A data subject requested deletion. You deleted the row from the database. And the model?
The weights of an ML model trained on personal data hold, in a non-explicit form, the contribution of every training record. Deleting the original data doesn’t erase that influence. Membership inference research can determine, with some probability, whether a specific CPF was part of a model’s training set. That qualifies as personal data under LGPD.
I’ve seen most teams without a process for this scenario. Not for lack of intent: nobody set up the flow before training the first model.

What Article 18 actually requires
Article 18, IV of LGPD grants the data subject the right to request anonymization, blocking, or erasure of data that is “unnecessary, excessive, or processed outside compliance.”
The interpretation ANPD has been signaling in its public consultations on AI is that ML models are processors of personal data when the training data was personal at the time of processing. The production model inherits that classification.
If a data subject requested deletion and you can demonstrate that their data was used in training, the right to erasure applies to the model too. Not just to the dataset.
The law doesn’t specify how to execute that erasure. It specifies the expected result: the data subject should no longer have influence over the model’s decisions. How you get there is your technical problem.
The real technical problem
Three scenarios with different difficulty levels, that I’ve seen in practice.
Genuinely anonymized data before training: if you applied real anonymization, not pseudonymization, before any ML processing, you’re outside LGPD’s scope for that data. Article 12 is clear: anonymized data isn’t personal data. But anonymization needs to be irreversible. K-anonymity with k=3 on financial transactions isn’t real anonymization.
Pseudonymized data in training: you replaced the CPF with a token but kept the mapping. The data remains personal. The model was trained with that data and is now in production. A deletion request activates the full problem.
Raw data in training, no treatment: the most common scenario in older models, trained before any regulatory concern. Also the hardest to solve.
What teams do in practice
Three reference approaches I use, with real trade-offs, none free.
Full retraining without the data: you remove the record from the dataset, retrain from scratch or from an earlier checkpoint. It’s the cleanest legally, the most defensible in an audit, and the most expensive computationally. For models that take weeks to train, it’s impractical as a routine response.
Selective machine unlearning: techniques that try to remove the influence of specific records without full retraining. SISA training (Sharded, Isolated, Sliced, Aggregated) and gradient-based unlearning reduce cost. The problem: most production implementations still lack formal certification that the erasure was effective. In a dispute with ANPD, “we used machine unlearning” without measurable evidence doesn’t settle it.
Documenting impracticability and mitigating risk: LGPD allows, in some cases, continued processing when erasure is impossible and there’s a residual legal basis. Documenting that the model was trained with data that had a legal basis at the time, that retraining is technically unfeasible, and that mitigation measures were implemented can be the legally defensible answer. This needs legal opinion, not just technical analysis.
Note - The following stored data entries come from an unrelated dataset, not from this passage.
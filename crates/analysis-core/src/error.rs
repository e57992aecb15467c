use thiserror::Error;

#[derive(Error, Debug)]
pub enum AnalysisError {
    /// Run options that cannot be turned into a request.
    #[error("Invalid options: {0}")]
    InvalidOptions(String),

    /// Retrieval could not supply the requested data. Never fatal to a run.
    #[error("Data unavailable: {0}")]
    DataUnavailable(String),

    /// The only run-level abort: no instrument produced a result.
    #[error("No instruments produced a result")]
    NoResults,
}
How to architect before training
The right moment to solve this is before the first model goes to production, not after the first deletion request.
Dataset versioning by data subject: maintain an index of which records were used in which training version. Without that index, you don’t even know which models need action when a data subject requests deletion.
Separation of training data by consent: if part of the dataset came from explicit consent and part from legitimate interest, treat them as separate datasets from the start. When consent is revoked, you know exactly which subset is affected.
Checkpoints labeled by dataset composition: if you use modular training, keep checkpoints with metadata on which shards were used. That reduces selective retraining cost from weeks to hours.

The decision every team will have to make
The scenario will show up: a data subject sends a deletion request, you delete the data, and someone asks what to do with the credit scoring model that used that CPF in training.
The honest answer today is: it depends on which model, when it was trained, how the dataset was managed, and what the original legal basis for processing was.
What’s no longer acceptable is not having the answer. ANPD is building its position on AI and LGPD. Teams that have already documented their architectural decisions will be in a far better position than those improvising when guidance arrives.